4 The client in asystole has a total absence of ventricular electrical activity and is pulseless, apneic, and unresponsive. The nurse should first verify the monitor reading by assessing the client and palpating for a pulse, and then call for help and initiate emergency care (ie, CPR, oxygenated ventilation). Defibrillation is not indicated when there is no electrical activity present (ie, asystole) or when the heart muscle is not contracting despite an organized rhythm (ie, pulseless electrical activity [PEA]). Defibrillation attempts to convert lethal ventricular dysrhythmias (ie, ventricular fibrillation and pulseless ventricular tachycardia) into an organized rhythm by passing an electric shock through the heart. Defibrillation cannot create an organized rhythm if there is no electrical activity in the heart (Option 4). (Options 1, 2, and 3) Immediate interventions for asystole and PEA include CPR and oxygenated ventilation. Advanced cardiovascular life-support measures include epinephrine IV, placement of advanced airway (ie, intubation), and treatment of reversible causes (eg, hypovolemia, hyperkalemia). When treating asystole or PEA, the absolute priority is providing continuous, high-quality CPR and oxygenated ventilation until circulation spontaneously returns or the client enters into a shockable rhythm. Unfortunately, restoration of circulation may not be possible, and clients in asystole often cannot be resuscitated. Educational objective: Asystole is characterized by a total absence of ventricular electrical activity. The client is pulseless, apneic, and unresponsive. Treatment includes CPR, oxygenated ventilation, and advanced cardiovascular life-support measures (eg, epinephrine IV, advanced airway). Defibrillation is not effective for treatment of asystole or pulseless electrical activity.

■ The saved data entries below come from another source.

use std::{
    path::{Path, PathBuf},
    sync::{Arc, OnceLock},
};

use anyhow::Context;
use async_trait::async_trait;
use hearth_db::entities::{mod_packs, server_instances};
use hearth_process::Actor;
use regex::Regex;
use sea_orm::EntityTrait;
use tokio::io::AsyncWriteExt;

use super::{
    ConfigurationEntryDefinition as Def, EntryKind, GameContext, GameController, GameDescriptor,
    GamePolicy, Locale, find_definition,
};
use crate::{
    config_store::ActiveConfiguration, error::ConfigurationError, process::LaunchSpec,
    tool_runner::ToolInvocation,
};

pub const IDENTIFIER: &str = "arma3";
pub const SERVER_APP_ID: u32 = 233780;
pub const WORKSHOP_APP_ID: u32 = 107410;

pub const REALM_SERVER: &str = "server";
pub const REALM_BASIC: &str = "basic";
/// Launch arguments only; never written to a file.
pub const REALM_LAUNCH: &str = "launch";

const DEFAULT_PORT: u16 = 2302;
const CONFIG_DIR: &str = "hearth";

#[cfg(windows)]
const SERVER_BINARY: &str = "arma3server_x64.exe";
#[cfg(not(windows))]
const SERVER_BINARY: &str = "arma3server_x64";

// Boolean `launch` entries that turn into bare `-flag` switches.
const LAUNCH_FLAGS: &[&str] = &[
    "autoInit",
    "loadMissionToMemory",
    "enableHT",
    "hugePages",
    "filePatching",
    "netlog",
];

pub fn descriptor() -> GameDescriptor {
    GameDescriptor {
        identifier: IDENTIFIER,
        create: Arma3::create,
        definitions,
    }
}

fn realm_file(realm: &str) -> Option<&'static str> {
    match realm {
        REALM_SERVER => Some("server.cfg"),
        REALM_BASIC => Some("basic.cfg"),
        _ => None,
    }
}

pub fn definitions(locale: &Locale) -> Vec<Def> {
    use EntryKind::{Boolean, Number, Password, Raw, Selection};

    let general = locale.pick("General", "Allgemein");
    let security = locale.pick("Security", "Sicherheit");
    let gameplay = locale.pick("Gameplay", "Spielablauf");
    let network = locale.pick("Network", "Netzwerk");
    let launch = locale.pick("Launch", "Start");

    vec![
        // server.cfg
        Def::new(REALM_SERVER, "hostname", EntryKind::String, locale.pick("Server name", "Servername"))
            .group(general),
        Def::new(REALM_SERVER, "password", Password, locale.pick("Join password", "Beitrittspasswort"))
            .group(security),
        Def::new(REALM_SERVER, "passwordAdmin", Password, locale.pick("Admin password", "Adminpasswort"))
            .group(security),
        Def::new(
            REALM_SERVER,
            "serverCommandPassword",
            Password,
            locale.pick("Server command password", "Serverbefehlspasswort"),
        )
        .group(security),
        Def::new(REALM_SERVER, "maxPlayers", Number, locale.pick("Maximum players", "Maximale Spieler"))
            .group(general)
            .pattern(r"^\d{1,3}$")
            .default_value("32"),
        Def::new(REALM_SERVER, "motd[]", Raw, locale.pick("Message of the day", "Nachricht des Tages"))
            .group(general)
            .default_value("{}"),
        Def::new(
            REALM_SERVER,
            "motdInterval",
            Number,
            locale.pick("Message interval (seconds)", "Nachrichtenintervall (Sekunden)"),
        )
        .group(general)
        .pattern(r"^\d+$"),
        Def::new(REALM_SERVER, "BattlEye", Boolean, locale.pick("Enable BattlEye", "BattlEye aktivieren"))
            .group(security)
            .default_value("true"),
        Def::new(
            REALM_SERVER,
            "verifySignatures",
            Selection,
            locale.pick("Verify signatures", "Signaturen prüfen"),
        )
        .group(security)
        .options(&["0", "2"])
        .default_value("2"),
        Def::new(
            REALM_SERVER,
            "kickDuplicate",
            Boolean,
            locale.pick("Kick duplicate IDs", "Doppelte IDs entfernen"),
        )
        .group(security),
        Def::new(
            REALM_SERVER,
            "allowedFilePatching",
            Selection,
            locale.pick("Allowed file patching", "Erlaubtes File-Patching"),
        )
        .group(security)
        .options(&["0", "1", "2"])
        .default_value("0"),
        Def::new(REALM_SERVER, "persistent", Boolean, locale.pick("Persistent mission", "Persistente Mission"))
            .group(gameplay),
        Def::new(
            REALM_SERVER,
            "forcedDifficulty",
            Selection,
            locale.pick("Forced difficulty", "Erzwungener Schwierigkeitsgrad"),
        )
        .group(gameplay)
        .options(&["Recruit", "Regular", "Veteran", "Custom"]),
        Def::new(REALM_SERVER, "disableVoN", Boolean, locale.pick("Disable voice chat", "Sprachchat deaktivieren"))
            .group(gameplay),
        Def::new(
            REALM_SERVER,
            "vonCodecQuality",
            Number,
            locale.pick("Voice codec quality", "Sprachcodec-Qualität"),
        )
        .group(gameplay)
        .pattern(r"^([0-9]|[12][0-9]|30)$"),
        Def::new(
            REALM_SERVER,
            "timeStampFormat",
            Selection,
            locale.pick("Log timestamp format", "Zeitstempelformat im Log"),
        )
        .group(general)
        .options(&["none", "short", "full"]),
        Def::new(REALM_SERVER, "logFile", EntryKind::String, locale.pick("Log file", "Logdatei"))
            .group(general),
        // basic.cfg
        Def::new(REALM_BASIC, "MaxMsgSend", Number, locale.pick("Max messages per frame", "Max. Nachrichten pro Frame"))
            .group(network)
            .pattern(r"^\d+$")
            .default_value("128"),
        Def::new(
            REALM_BASIC,
            "MaxSizeGuaranteed",
            Number,
            locale.pick("Max guaranteed packet size", "Max. garantierte Paketgröße"),
        )
        .group(network)
        .pattern(r"^\d+$"),
        Def::new(
            REALM_BASIC,
            "MaxSizeNonguaranteed",
            Number,
            locale.pick("Max non-guaranteed packet size", "Max. nicht garantierte Paketgröße"),
        )
        .group(network)
        .pattern(r"^\d+$"),
        Def::new(REALM_BASIC, "MinBandwidth", Number, locale.pick("Minimum bandwidth", "Minimale Bandbreite"))
            .group(network)
            .pattern(r"^\d+$"),
        Def::new(REALM_BASIC, "MaxBandwidth", Number, locale.pick("Maximum bandwidth", "Maximale Bandbreite"))
            .group(network)
            .pattern(r"^\d+$"),
        Def::new(REALM_BASIC, "MinErrorToSend", Raw, locale.pick("Minimum error to send", "Minimaler Sendefehler"))
            .group(network)
            .pattern(r"^\d+(\.\d+)?$"),
        Def::new(
            REALM_BASIC,
            "MinErrorToSendNear",
            Raw,
            locale.pick("Minimum error to send (near)", "Minimaler Sendefehler (nah)"),
        )
        .group(network)
        .pattern(r"^\d+(\.\d+)?$"),
        Def::new(
            REALM_BASIC,
            "MaxCustomFileSize",
            Number,
            locale.pick("Max custom file size", "Max. Größe eigener Dateien"),
        )
        .group(network)
        .pattern(r"^\d+$"),
        // launch arguments
        Def::new(REALM_LAUNCH, "port", Number, locale.pick("Game port", "Spielport"))
            .group(launch)
            .pattern(r"^\d{1,5}$")
            .default_value("2302"),
        Def::new(REALM_LAUNCH, "name", EntryKind::String, locale.pick("Profile name", "Profilname"))
            .group(launch)
            .default_value("server"),
        Def::new(REALM_LAUNCH, "limitFPS", Number, locale.pick("FPS limit", "FPS-Limit"))
            .group(launch)
            .pattern(r"^\d{1,4}$"),
        Def::new(REALM_LAUNCH, "serverMod", EntryKind::String, locale.pick("Server-side mods", "Serverseitige Mods"))
            .group(launch),
        Def::new(REALM_LAUNCH, "autoInit", Boolean, locale.pick("Start mission automatically", "Mission automatisch starten"))
            .group(launch),
        Def::new(
            REALM_LAUNCH,
            "loadMissionToMemory",
            Boolean,
            locale.pick("Load mission into memory", "Mission in den Speicher laden"),
        )
        .group(launch),
        Def::new(REALM_LAUNCH, "enableHT", Boolean, locale.pick("Use hyper-threading", "Hyper-Threading nutzen"))
            .group(launch),
        Def::new(REALM_LAUNCH, "hugePages", Boolean, locale.pick("Use huge pages", "Huge Pages nutzen"))
            .group(launch),
        Def::new(REALM_LAUNCH, "filePatching", Boolean, locale.pick("Allow file patching", "File-Patching erlauben"))
            .group(launch),
        Def::new(REALM_LAUNCH, "netlog", Boolean, locale.pick("Network logging", "Netzwerkprotokoll"))
            .group(launch),
    ]
}
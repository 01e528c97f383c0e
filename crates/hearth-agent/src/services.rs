use std::sync::Arc;

use sea_orm::DatabaseConnection;

use crate::{
    audit::AuditSink,
    config::AgentConfig,
    config_store::ConfigStore,
    retry::RetryPolicy,
    tool_runner::{ToolRunner, ToolRunnerOptions},
};

/// Shared collaborators handed to every controller. Cheap to clone.
#[derive(Clone)]
pub struct AgentServices {
    pub db: Arc<DatabaseConnection>,
    pub config: Arc<AgentConfig>,
    pub store: ConfigStore,
    pub sink: AuditSink,
    pub tool: Arc<ToolRunner>,
}

impl AgentServices {
    pub fn new(db: Arc<DatabaseConnection>, config: AgentConfig) -> Self {
        let sink = AuditSink::new(
            db.clone(),
            RetryPolicy::new(config.sink.max_attempts, config.sink.backoff_ms),
        );
        let tool = ToolRunner::new(
            ToolRunnerOptions {
                program: config.tool.steamcmd_path.clone(),
                cache_dir: config.cache_dir(),
                max_attempts: config.tool.max_attempts,
                cooldown: config.tool.cooldown(),
            },
            sink.clone(),
        );

        Self {
            store: ConfigStore::new(db.clone()),
            sink,
            tool: Arc::new(tool),
            config: Arc::new(config),
            db,
        }
    }
}
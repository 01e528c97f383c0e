pub use sea_orm;

use sea_orm::{Database, DatabaseConnection};

pub mod entities;

pub async fn connect(database_url: &str) -> Result<DatabaseConnection, sea_orm::DbErr> {
    Database::connect(database_url).await
}
use sea_orm::entity::prelude::*;

/// Append-only record of every status a server entered.
#[derive(Clone, Debug, PartialEq, DeriveEntityModel)]
#[sea_orm(table_name = "lifetime_events")]
pub struct Model {
    #[sea_orm(primary_key)]
    pub id: i64,
    pub server_instance_id: Uuid,
    pub time_stamp: DateTimeWithTimeZone,
    pub status: String,
    // None: initiated by the agent itself.
    pub executed_by: Option<Uuid>,
}

#[derive(Copy, Clone, Debug, EnumIter, DeriveRelation)]
pub enum Relation {
    #[sea_orm(
        belongs_to = "super::server_instances::Entity",
        from = "Column::ServerInstanceId",
        to = "super::server_instances::Column::Id"
    )]
    ServerInstance,
}

impl Related<super::server_instances::Entity> for Entity {
    fn to() -> RelationDef {
        Relation::ServerInstance.def()
    }
}

impl ActiveModelBehavior for ActiveModel {}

A critically ill client receiving vasopressor therapy for hypotension requires continuous blood pressure monitoring via an arterial catheter. The nurse sets up the pressure monitoring system and correctly places the transducer at the phlebostatic axis. Where on the chest does the nurse mark this reference point?

The phlebostatic axis is an external anatomical point on the chest at the level of the atria of the heart (fourth intercostal space at the midaxillary line or midway point of the anterior posterior diameter of the chest). It is used as a reference point for correct placement of the zeroing point of the transducer when measuring continual arterial blood pressure (BP), central venous pressure (CVP) using a central line, and/or cardiopulmonary pressures via a pulmonary artery (Swan-Ganz) catheter. The nurse places the transducer and marks the chest at the phlebostatic axis, which helps to assure accuracy of measurement. After it is placed, the zero reference stopcock of the transducer is "leveled," or aligned with the level of the atrium, using a ruler or carpenter's level. If the zeroing stopcock is placed below this level, falsely high readings occur; if it is too high, falsely low readings are obtained. The phlebostatic axis is also used as a reference point for the upper arm when measuring BP indirectly using a noninvasive BP device or the auscultatory method with sphygmomanometer and stethoscope. If the upper arm is above or below this level, the BP reading will be inaccurate. Educational objective: The phlebostatic axis (fourth intercostal space at the midaxillary line or midway point of the anterior posterior diameter of the chest) is an external reference point on the thorax used to determine proper placement of the pressure monitoring system transducer when measuring direct BP, CVP, and/or cardiopulmonary pressures invasively. It is also used as a reference point for the upper arm when measuring BP indirectly.